Robert Pagliarini

I'm guessing that ever since the first caveman banged two rocks together and hummed a tune, music has been blamed for corrupting our youth. For example, music has been linked with alcohol abuse, contributing to violence and increasing sexual promiscuity, among other transgressions. Musicians from Elvis to Ice T to Marilyn Manson have been criticized for the effect their music has on kids. But, as any radio listener who has sung along at the top of their lungs can attest, music can stir the soul. It can give you energy, a purpose, and it can unite a generation behind an idea or cause. Headlines focus on the deleterious effects of music, but there is a powerful positive force that deserves equal attention.

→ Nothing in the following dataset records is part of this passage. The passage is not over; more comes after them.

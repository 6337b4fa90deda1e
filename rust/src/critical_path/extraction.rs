//! Ordered sequence of zero-slack tasks.

use crate::backward_pass::Timings;
use crate::log_decision;
use crate::sorting::{sort_by_start, StartKey};

/// All critical tasks ordered by earliest start, then task id.
///
/// The result is a report order, not a path: parallel critical chains are
/// interleaved by start time.
pub fn extract_critical_path<'r>(timings: &Timings<'r>, verbosity: u8) -> Vec<&'r str> {
    let mut critical: Vec<(&'r str, f64)> = timings
        .iter()
        .filter(|(_, timing)| timing.is_critical())
        .map(|(id, timing)| (id, timing.earliest_start))
        .collect();

    sort_by_start(&mut critical, |&(task_id, earliest_start)| StartKey {
        earliest_start,
        task_id,
    });

    for (id, start) in &critical {
        log_decision!(verbosity, "  Critical {} at {}", id, start);
    }

    critical.into_iter().map(|(id, _)| id).collect()
}

#[cfg(test)]
mod tests {
    use super::*;
    use crate::backward_pass::backward_pass;
    use crate::forward_pass::forward_pass;
    use crate::network::NetworkKind;
    use crate::registry::TaskRegistry;

    fn critical_path(registry: &TaskRegistry, kind: NetworkKind) -> Vec<String> {
        let network = registry.build(kind).unwrap();
        let earliest = forward_pass(&network, 0).unwrap();
        let timings = backward_pass(&network, &earliest, 0).unwrap();
        extract_critical_path(&timings, 0)
            .into_iter()
            .map(String::from)
            .collect()
    }

    #[test]
    fn test_diamond_critical_path() {
        let mut registry = TaskRegistry::new();
        registry.add_task("A", 3.0, &[]).unwrap();
        registry.add_task("B", 2.0, &["A"]).unwrap();
        registry.add_task("C", 4.0, &["A"]).unwrap();
        registry.add_task("D", 1.0, &["B", "C"]).unwrap();
        for kind in [NetworkKind::OnNode, NetworkKind::OnArc] {
            assert_eq!(critical_path(&registry, kind), vec!["A", "C", "D"]);
        }
    }

    #[test]
    fn test_parallel_critical_chains_interleave_by_start_then_id() {
        // Two equal chains: x1 -> x2 and y1 -> y2, registered out of id order.
        let mut registry = TaskRegistry::new();
        registry.add_task("y1", 2.0, &[]).unwrap();
        registry.add_task("x2", 3.0, &["x1"]).unwrap();
        registry.add_task("x1", 2.0, &[]).unwrap();
        registry.add_task("y2", 3.0, &["y1"]).unwrap();
        assert_eq!(
            critical_path(&registry, NetworkKind::OnNode),
            vec!["x1", "y1", "x2", "y2"]
        );
    }

    #[test]
    fn test_single_task_is_critical() {
        let mut registry = TaskRegistry::new();
        registry.add_task("only", 4.0, &[]).unwrap();
        assert_eq!(critical_path(&registry, NetworkKind::OnArc), vec!["only"]);
    }
}
//! Precedence networks in activity-on-node and activity-on-arc form.
//!
//! Both encodings are lowered onto the same [`PrecedenceGraph`] arena so the
//! forward and backward passes run one routine for either kind. Where a task's
//! times live in that arena is recorded per task as a [`TaskAnchor`].

mod builder;
mod graph;
mod on_arc;
mod on_node;

use std::fmt;

use crate::error::{CpmError, CpmResult};
use crate::interner::{TaskId, TaskIndex};
use crate::models::Task;

pub use builder::NetworkBuilder;
pub use graph::{Arc, ArcLabel, NodeId, NodeLabel, PrecedenceGraph};

/// Network encoding.
#[derive(Clone, Copy, Debug, PartialEq, Eq, Hash)]
pub enum NetworkKind {
    /// Activity-on-node: tasks are nodes, edges are direct dependencies.
    OnNode,
    /// Activity-on-arc: tasks are arcs between events, linked by dummy arcs.
    OnArc,
}

impl NetworkKind {
    /// Short code ("AN" / "AA") accepted by `from_code`.
    pub fn code(&self) -> &'static str {
        match self {
            NetworkKind::OnNode => "AN",
            NetworkKind::OnArc => "AA",
        }
    }

    /// Parse "AN"/"AA" (case-insensitive).
    pub fn from_code(code: &str) -> Option<Self> {
        match code.to_ascii_uppercase().as_str() {
            "AN" => Some(NetworkKind::OnNode),
            "AA" => Some(NetworkKind::OnArc),
            _ => None,
        }
    }
}

impl fmt::Display for NetworkKind {
    fn fmt(&self, f: &mut fmt::Formatter<'_>) -> fmt::Result {
        match self {
            NetworkKind::OnNode => write!(f, "activity-on-node"),
            NetworkKind::OnArc => write!(f, "activity-on-arc"),
        }
    }
}

/// Where a task's times are read from in the graph.
#[derive(Clone, Copy, Debug, PartialEq, Eq)]
pub enum TaskAnchor {
    /// Node time is the task's start time.
    Node(NodeId),
    /// Tail event carries the start time, head event the finish time.
    Arc { tail: NodeId, head: NodeId },
}

/// Activity carried by an activity-on-arc arc.
#[derive(Clone, Copy, Debug, PartialEq, Eq)]
pub enum Activity<'r> {
    Task(&'r str),
    Dummy(u32),
}

impl fmt::Display for Activity<'_> {
    fn fmt(&self, f: &mut fmt::Formatter<'_>) -> fmt::Result {
        match self {
            Activity::Task(id) => write!(f, "{}", id),
            Activity::Dummy(n) => write!(f, "DUMMY_{}", n),
        }
    }
}

/// Arc of an activity-on-arc network, resolved to names.
#[derive(Clone, Debug, PartialEq)]
pub struct EventArc<'r> {
    pub from: NodeId,
    pub to: NodeId,
    pub activity: Activity<'r>,
    pub duration: f64,
}

impl EventArc<'_> {
    pub fn is_dummy(&self) -> bool {
        matches!(self.activity, Activity::Dummy(_))
    }
}

/// Counts describing a built network.
#[derive(Clone, Debug, PartialEq, Eq)]
pub struct NetworkSummary {
    pub kind: NetworkKind,
    pub tasks: usize,
    pub nodes: usize,
    pub edges: usize,
    /// Events including START and END (activity-on-arc only, else 0).
    pub events: usize,
    pub dummy_arcs: usize,
}

/// Encoding and sizes identifying which network a pass result belongs to.
#[derive(Clone, Copy, Debug, PartialEq, Eq)]
pub struct NetworkShape {
    pub kind: NetworkKind,
    pub tasks: usize,
    pub nodes: usize,
}

impl fmt::Display for NetworkShape {
    fn fmt(&self, f: &mut fmt::Formatter<'_>) -> fmt::Result {
        write!(
            f,
            "{} network with {} tasks and {} nodes",
            self.kind, self.tasks, self.nodes
        )
    }
}

/// Graph produced by one of the encoders.
pub(crate) struct Encoded {
    pub graph: PrecedenceGraph,
    pub anchors: Vec<TaskAnchor>,
    /// START and END events (activity-on-arc only).
    pub terminals: Option<(NodeId, NodeId)>,
    pub dummy_count: u32,
}

/// A built, acyclic precedence network.
///
/// Borrows the registry it was built from; the registry stays frozen for as
/// long as the network lives.
#[derive(Clone, Debug)]
pub struct Network<'r> {
    kind: NetworkKind,
    index: TaskIndex<'r>,
    tasks: Vec<&'r Task>,
    /// Deduplicated predecessor ids per task.
    predecessors: Vec<Vec<TaskId>>,
    /// Successor ids per task, in registration order.
    successors: Vec<Vec<TaskId>>,
    graph: PrecedenceGraph,
    anchors: Vec<TaskAnchor>,
    terminals: Option<(NodeId, NodeId)>,
    dummy_count: u32,
}

impl<'r> Network<'r> {
    pub(crate) fn new(
        kind: NetworkKind,
        index: TaskIndex<'r>,
        tasks: Vec<&'r Task>,
        predecessors: Vec<Vec<TaskId>>,
        successors: Vec<Vec<TaskId>>,
        encoded: Encoded,
    ) -> Self {
        Self {
            kind,
            index,
            tasks,
            predecessors,
            successors,
            graph: encoded.graph,
            anchors: encoded.anchors,
            terminals: encoded.terminals,
            dummy_count: encoded.dummy_count,
        }
    }

    pub fn kind(&self) -> NetworkKind {
        self.kind
    }

    pub fn task_count(&self) -> usize {
        self.tasks.len()
    }

    pub fn index(&self) -> &TaskIndex<'r> {
        &self.index
    }

    pub fn task(&self, id: &str) -> Option<&'r Task> {
        self.index.get(id).map(|t| self.tasks[t as usize])
    }

    /// Task ids in arena order (registration order).
    pub fn task_ids(&self) -> impl Iterator<Item = &'r str> + '_ {
        self.tasks.iter().map(|t| t.id.as_str())
    }

    #[inline]
    pub fn duration(&self, task: TaskId) -> f64 {
        self.tasks[task as usize].duration
    }

    pub fn graph(&self) -> &PrecedenceGraph {
        &self.graph
    }

    #[inline]
    pub fn anchor(&self, task: TaskId) -> TaskAnchor {
        self.anchors[task as usize]
    }

    /// START and END events of an activity-on-arc network.
    pub fn terminals(&self) -> Option<(NodeId, NodeId)> {
        self.terminals
    }

    pub(crate) fn task_predecessors(&self, task: TaskId) -> &[TaskId] {
        &self.predecessors[task as usize]
    }

    pub(crate) fn task_successors(&self, task: TaskId) -> &[TaskId] {
        &self.successors[task as usize]
    }

    fn require(&self, kind: NetworkKind, operation: &'static str) -> CpmResult<()> {
        if self.kind != kind {
            return Err(CpmError::WrongGraphEncodingForOperation {
                operation,
                actual: self.kind,
            });
        }
        Ok(())
    }

    /// Direct successors of a task node (activity-on-node only).
    pub fn successors(&self, task_id: &str) -> CpmResult<Vec<&'r str>> {
        self.require(NetworkKind::OnNode, "successors")?;
        let task = self
            .index
            .get(task_id)
            .ok_or_else(|| CpmError::UnknownTask(task_id.to_string()))?;
        let TaskAnchor::Node(node) = self.anchor(task) else {
            return Ok(Vec::new());
        };
        Ok(self
            .graph
            .successors(node)
            .iter()
            .filter_map(|arc| match self.graph.label(arc.to) {
                NodeLabel::Task(t) => self.index.resolve(t),
                _ => None,
            })
            .collect())
    }

    /// All arcs, real and dummy, in event order (activity-on-arc only).
    pub fn arcs(&self) -> CpmResult<Vec<EventArc<'r>>> {
        self.require(NetworkKind::OnArc, "arcs")?;
        Ok(self
            .graph
            .arcs()
            .filter_map(|(from, arc)| {
                let activity = match arc.label {
                    ArcLabel::Task(t) => Activity::Task(self.index.resolve(t)?),
                    ArcLabel::Dummy(n) => Activity::Dummy(n),
                    ArcLabel::Precedence => return None,
                };
                Some(EventArc {
                    from,
                    to: arc.to,
                    activity,
                    duration: arc.weight,
                })
            })
            .collect())
    }

    /// Only the zero-duration dummy arcs (activity-on-arc only).
    pub fn dummy_arcs(&self) -> CpmResult<Vec<EventArc<'r>>> {
        self.require(NetworkKind::OnArc, "dummy_arcs")?;
        Ok(self.arcs()?.into_iter().filter(|a| a.is_dummy()).collect())
    }

    /// Human-readable node name: task id, START, END or N<k>.
    pub fn node_name(&self, node: NodeId) -> String {
        match self.graph.label(node) {
            NodeLabel::Task(t) => self.index.resolve(t).unwrap_or("?").to_string(),
            NodeLabel::Start => "START".to_string(),
            NodeLabel::End => "END".to_string(),
            NodeLabel::Event(n) => format!("N{}", n),
        }
    }

    pub fn shape(&self) -> NetworkShape {
        NetworkShape {
            kind: self.kind,
            tasks: self.tasks.len(),
            nodes: self.graph.node_count(),
        }
    }

    /// Reject pass results computed on a different network.
    pub(crate) fn ensure_shape(&self, found: NetworkShape) -> CpmResult<()> {
        let expected = self.shape();
        if found != expected {
            return Err(CpmError::NetworkMismatch { expected, found });
        }
        Ok(())
    }

    pub fn summary(&self) -> NetworkSummary {
        let events = match self.kind {
            NetworkKind::OnNode => 0,
            NetworkKind::OnArc => self.graph.node_count(),
        };
        NetworkSummary {
            kind: self.kind,
            tasks: self.tasks.len(),
            nodes: self.graph.node_count(),
            edges: self.graph.arc_count(),
            events,
            dummy_arcs: self.dummy_count as usize,
        }
    }
}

Music isn't just for entertainment; it can also be a tool to create energy and promote health. The American Music Therapy Association says music therapy can promote wellness, manage stress, alleviate pain, express feelings, enhance memory, improve communication and promote physical rehabilitation. Music therapy is also used to improve neural plasticity, which allows the brain to rewire around injured areas.

But if you haven't suffered a brain injury, can you still use music to live a richer life? Three of the biggest pop stars today -- Lady Gaga, Katy Perry and Pink -- have hit songs with lyrics that could have been ripped from the self-help section at your local bookstore. The question is, can listening to pop stars as they espouse pop psychology be therapeutic? My gut says yes. I contacted Dr. Marc Skelton, a clinical psychologist in Laguna Niguel, Calif., to weigh in on three of the most popular songs on the radio today:

Lady Gaga -- "Born This Way"

According to Dr. Skelton, this hit song "contains lyrics reflecting how a parent can instill confidence in a child, which is very positive. She also promotes self-acceptance through lines such as 'Just love yourself and you're set.' These messages are affirming to an adolescent who is trying to find their way in a complex world."

Katy Perry -- "Firework"

While I doubt this song will win awards for its lyrical complexity (e.g., "Do you ever feel like a paper bag"), "Firework" does have a strong message that resonates with adolescents. Dr. Skelton says the focus is on "fostering a unique identity and being optimistic, or at least finding reasons for being positive. She also seems to have insight into how listeners can impact others, not so much by being impressive but rather by expressing their own intrinsic talents. This song is a very good message for improving an individual's outlook, versus remaining self-conscious."

Pink -- "Perfect"

"Perfect" is a sugarcoated pop song that has the ability to inspire its listeners. Dr. Skelton's analysis shows that this song "encourages those who may be insecure to try, try again, while learning along the way that it is okay to make mistakes."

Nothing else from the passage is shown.